* _Records shown_:
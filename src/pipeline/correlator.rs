// src/pipeline/correlator.rs
//
// Per-frame decision: does a violation co-occur with an identifier inside
// the zone, and has that identifier's track already been actioned?

use crate::ledger::DedupLedger;
use crate::types::{BoundingBox, ClassLabel, Detection};
use crate::zone::Region;

#[derive(Debug, Clone, Copy, PartialEq)]
pub struct Trigger {
    pub track_id: i64,
    pub bbox: BoundingBox,
    /// Detector score of the identifier box.
    pub confidence: f32,
}

#[derive(Debug, Clone, Copy, PartialEq)]
pub enum FrameDecision {
    /// No violation + identifier pair inside the zone.
    Idle,
    /// The pair is present but this track already produced its event.
    Suppressed { track_id: i64 },
    Trigger(Trigger),
}

/// Running state of one scan over a frame's in-zone detections.
#[derive(Debug, Default)]
struct ZoneScan {
    violation_seen: bool,
    candidate: Option<Trigger>,
}

impl ZoneScan {
    fn observe(mut self, det: &Detection) -> Self {
        match (&det.class_label, det.track_id) {
            (ClassLabel::Violation, _) => self.violation_seen = true,
            // Keep-last: a later identifier replaces any earlier one in the
            // same frame. Identifiers without a track id can't be deduplicated
            // and are ignored.
            (ClassLabel::Identifier, Some(track_id)) => {
                self.candidate = Some(Trigger {
                    track_id,
                    bbox: det.bbox,
                    confidence: det.confidence,
                })
            }
            _ => {}
        }
        self
    }
}

/// Scan detections in tracker order and emit at most one trigger.
pub fn correlate(region: &Region, ledger: &DedupLedger, detections: &[Detection]) -> FrameDecision {
    let scan = detections
        .iter()
        .filter(|det| region.contains(det.bbox.centroid()))
        .fold(ZoneScan::default(), ZoneScan::observe);

    match scan.candidate {
        Some(candidate) if scan.violation_seen => {
            if ledger.contains(candidate.track_id) {
                FrameDecision::Suppressed {
                    track_id: candidate.track_id,
                }
            } else {
                FrameDecision::Trigger(candidate)
            }
        }
        _ => FrameDecision::Idle,
    }
}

* _The task_: Find each line in the material above that carries the string "inside", and copy it.

* _Output below_:
// Per-frame decision: does a violation co-occur with an identifier inside
    /// No violation + identifier pair inside the zone.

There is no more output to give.